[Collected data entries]

Start of Block

/// Organism name (`Characteristics[Organism]`)
pub const ORGANISM: &str = "organism";
/// Ontology source of the organism term
pub const ORGANISM_TERM_SOURCE: &str = "organism_term_source";
/// Accession of the organism term
pub const ORGANISM_ACCESSION: &str = "organism_accession";
/// Experiment name
pub const EXPERIMENT_NAME: &str = "experiment_name";
/// Kind of source material (e.g., "iPSC")
pub const SOURCE_TYPE: &str = "source_type";
/// Kind of model system (e.g., "organoid")
pub const MODEL_TYPE: &str = "model_type";
/// Library preparation kit
pub const LIBRARY_KIT: &str = "library_kit";
/// Library type (e.g., "3'")
pub const LIBRARY_TYPE: &str = "library_type";
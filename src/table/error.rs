use crate::schema::SchemaError;

/// Errors that can occur while building a table
#[derive(Debug, Clone, PartialEq, Eq, thiserror::Error)]
pub enum TableError {
    /// A sample identifier is empty or contains a delimiter character
    #[error("Invalid sample identifier {identifier:?}: {reason}")]
    InvalidIdentifier {
        /// The raw identifier as supplied
        identifier: String,
        /// Why the identifier was rejected
        reason: String,
    },

    /// The column spec could not be expanded
    #[error("Schema error: {0}")]
    Schema(#[from] SchemaError),
}
use anyhow::{Context, Result};

use isasheet::sheets::SheetKind;
use isasheet::writer::table_to_string;

use super::StudyArgs;

/// Print one sheet to stdout
pub fn run(sheet: SheetKind, json: bool, study: StudyArgs) -> Result<()> {
    let design = study.resolve()?;
    let table = design
        .table(sheet)
        .with_context(|| format!("Failed to build the {} sheet", sheet))?;

    if json {
        println!("{}", serde_json::to_string_pretty(&table)?);
    } else {
        print!("{}", table_to_string(&table)?);
    }

    Ok(())
}
/// Column labels as constants for type safety
/// Name of the biological source material
pub const SOURCE_NAME: &str = "Source Name";
/// Name of the sample; links study and assay sheets
pub const SAMPLE_NAME: &str = "Sample Name";
/// Name of the extract derived from a sample
pub const EXTRACT_NAME: &str = "Extract Name";
/// Name of the sequencing library
pub const LIBRARY_NAME: &str = "Library Name";
/// Raw data file produced by the assay
pub const RAW_DATA_FILE: &str = "Raw Data File";
/// Reference to a protocol declared in the investigation file
pub const PROTOCOL_REF: &str = "Protocol REF";
/// Person who performed the preceding protocol step
pub const PERFORMER: &str = "Performer";
/// Date the preceding protocol step was performed
pub const DATE: &str = "Date";
/// Ontology source of the preceding annotated column
pub const TERM_SOURCE_REF: &str = "Term Source REF";
/// Ontology accession of the preceding annotated column
pub const TERM_ACCESSION_NUMBER: &str = "Term Accession Number";

/// Label prefix of characteristics columns
pub const CHARACTERISTICS: &str = "Characteristics";
/// Label prefix of protocol parameter columns
pub const PARAMETER_VALUE: &str = "Parameter Value";

/// Format a `Characteristics[<name>]` label
pub fn characteristics(name: &str) -> String {
    format!("{}[{}]", CHARACTERISTICS, name)
}

/// Format a `Parameter Value[<name>]` label
pub fn parameter_value(name: &str) -> String {
    format!("{}[{}]", PARAMETER_VALUE, name)
}
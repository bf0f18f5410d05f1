use anyhow::Result;
use clap::{Parser, Subcommand, ValueEnum};
use std::path::PathBuf;

use isasheet::sheets::SheetKind;

mod config;
mod generate;
mod inputs;
mod show;

pub use inputs::StudyArgs;

/// isasheet - ISA-Tab sheet generator for stem-cell single-cell studies
#[derive(Parser)]
#[command(name = "isasheet")]
#[command(author, version, about, long_about = None)]
pub struct Cli {
    /// Verbosity level (-v for info, -vv for debug)
    #[arg(short, long, action = clap::ArgAction::Count, global = true)]
    verbose: u8,

    #[command(subcommand)]
    command: Commands,
}

/// Sheet selector for the show command.
#[derive(Clone, Copy, Debug, ValueEnum)]
pub enum SheetArg {
    /// Sample sheet (s_*.txt)
    Sample,
    /// Assay sheet (a_*.txt)
    Assay,
}

impl From<SheetArg> for SheetKind {
    fn from(arg: SheetArg) -> Self {
        match arg {
            SheetArg::Sample => SheetKind::Sample,
            SheetArg::Assay => SheetKind::Assay,
        }
    }
}

#[derive(Subcommand)]
enum Commands {
    /// Write the investigation, sample and assay files into a directory
    Generate {
        /// Output directory (created if missing)
        #[arg(value_name = "OUTPUT_DIR")]
        output: PathBuf,

        /// Overwrite existing files
        #[arg(short, long)]
        force: bool,

        #[command(flatten)]
        study: StudyArgs,
    },

    /// Print one sheet to stdout
    Show {
        /// Which sheet to print
        #[arg(value_enum)]
        sheet: SheetArg,

        /// Print the table as JSON instead of tab-separated text
        #[arg(long)]
        json: bool,

        #[command(flatten)]
        study: StudyArgs,
    },
}

impl Cli {
    pub fn verbosity(&self) -> u8 {
        self.verbose
    }
}

pub fn init_logging(verbosity: u8) {
    let log_level = match verbosity {
        0 => "warn",
        1 => "info",
        _ => "debug",
    };
    env_logger::Builder::from_env(env_logger::Env::default().default_filter_or(log_level)).init();
}

pub fn dispatch(cli: Cli) -> Result<()> {
    match cli.command {
        Commands::Generate {
            output,
            force,
            study,
        } => generate::run(output, force, study),
        Commands::Show { sheet, json, study } => show::run(SheetKind::from(sheet), json, study),
    }
}
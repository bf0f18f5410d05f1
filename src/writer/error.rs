use std::path::PathBuf;

use crate::table::TableError;

/// Errors that can occur while writing ISA-Tab files
#[derive(Debug, thiserror::Error)]
pub enum WriterError {
    /// I/O error during file operations
    #[error("I/O error: {0}")]
    IoError(#[from] std::io::Error),

    /// Error from the underlying TSV writer
    #[error("TSV writing error: {0}")]
    CsvError(#[from] csv::Error),

    /// The sheets could not be generated
    #[error("Table error: {0}")]
    TableError(#[from] TableError),

    /// A field cannot be represented in a tab-separated file
    #[error("Field {value:?} in column '{column}' contains a tab or line break")]
    UnrepresentableField {
        /// Header label of the column
        column: String,
        /// The offending value
        value: String,
    },

    /// A row does not have as many fields as the header
    #[error("Row {row} has {found} fields, expected {expected}")]
    RowWidthMismatch {
        /// Zero-based row index
        row: usize,
        /// Header width
        expected: usize,
        /// Row width
        found: usize,
    },

    /// A table without columns has no tab-separated representation
    #[error("Table has no columns")]
    EmptyHeader,

    /// The experiment name cannot be used to name the sheet files
    #[error("Invalid experiment name {name:?}: {reason}")]
    InvalidExperimentName {
        /// The experiment name as supplied
        name: String,
        /// Why the name was rejected
        reason: String,
    },

    /// A destination file exists and overwriting was not requested
    #[error("File already exists: {}", .0.display())]
    AlreadyExists(PathBuf),
}
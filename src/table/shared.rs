use serde::{Deserialize, Serialize};
use std::collections::BTreeMap;

/// Scalar values repeated identically on every row of a table
///
/// Keys are free-form; the keys used by the built-in sheets are listed in
/// [`crate::metadata::fields`].
#[derive(Debug, Clone, Default, PartialEq, Eq, Serialize, Deserialize)]
#[serde(transparent)]
pub struct SharedFields(BTreeMap<String, String>);

impl SharedFields {
    /// Create an empty set of shared fields
    pub fn new() -> Self {
        Self::default()
    }

    /// Set a field, replacing any previous value
    pub fn insert(&mut self, key: impl Into<String>, value: impl Into<String>) {
        self.0.insert(key.into(), value.into());
    }

    /// Set a field, builder style
    pub fn with(mut self, key: impl Into<String>, value: impl Into<String>) -> Self {
        self.insert(key, value);
        self
    }

    /// Set a field only when a value is present
    pub fn with_opt(self, key: impl Into<String>, value: Option<&str>) -> Self {
        match value {
            Some(v) => self.with(key, v),
            None => self,
        }
    }

    /// Look up a field
    pub fn get(&self, key: &str) -> Option<&str> {
        self.0.get(key).map(String::as_str)
    }

    /// Whether a field is set
    pub fn contains(&self, key: &str) -> bool {
        self.0.contains_key(key)
    }

    /// Number of fields set
    pub fn len(&self) -> usize {
        self.0.len()
    }

    /// Whether no field is set
    pub fn is_empty(&self) -> bool {
        self.0.is_empty()
    }

    /// Iterate over fields in key order
    pub fn iter(&self) -> impl Iterator<Item = (&str, &str)> {
        self.0.iter().map(|(k, v)| (k.as_str(), v.as_str()))
    }
}

impl<K, V> FromIterator<(K, V)> for SharedFields
where
    K: Into<String>,
    V: Into<String>,
{
    fn from_iter<I: IntoIterator<Item = (K, V)>>(iter: I) -> Self {
        Self(iter.into_iter().map(|(k, v)| (k.into(), v.into())).collect())
    }
}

End of Block

-- The task --
Above are some records; copy exactly the lines from the one with "of characteristics columns" through the one with "use anyhow::Result;", both included, and no others.

-- Written answer --
/// Label prefix of characteristics columns
pub const CHARACTERISTICS: &str = "Characteristics";
/// Label prefix of protocol parameter columns
pub const PARAMETER_VALUE: &str = "Parameter Value";

/// Format a `Characteristics[<name>]` label
pub fn characteristics(name: &str) -> String {
    format!("{}[{}]", CHARACTERISTICS, name)
}

/// Format a `Parameter Value[<name>]` label
pub fn parameter_value(name: &str) -> String {
    format!("{}[{}]", PARAMETER_VALUE, name)
}
repository bf0f18f5410d05f1
use anyhow::Result;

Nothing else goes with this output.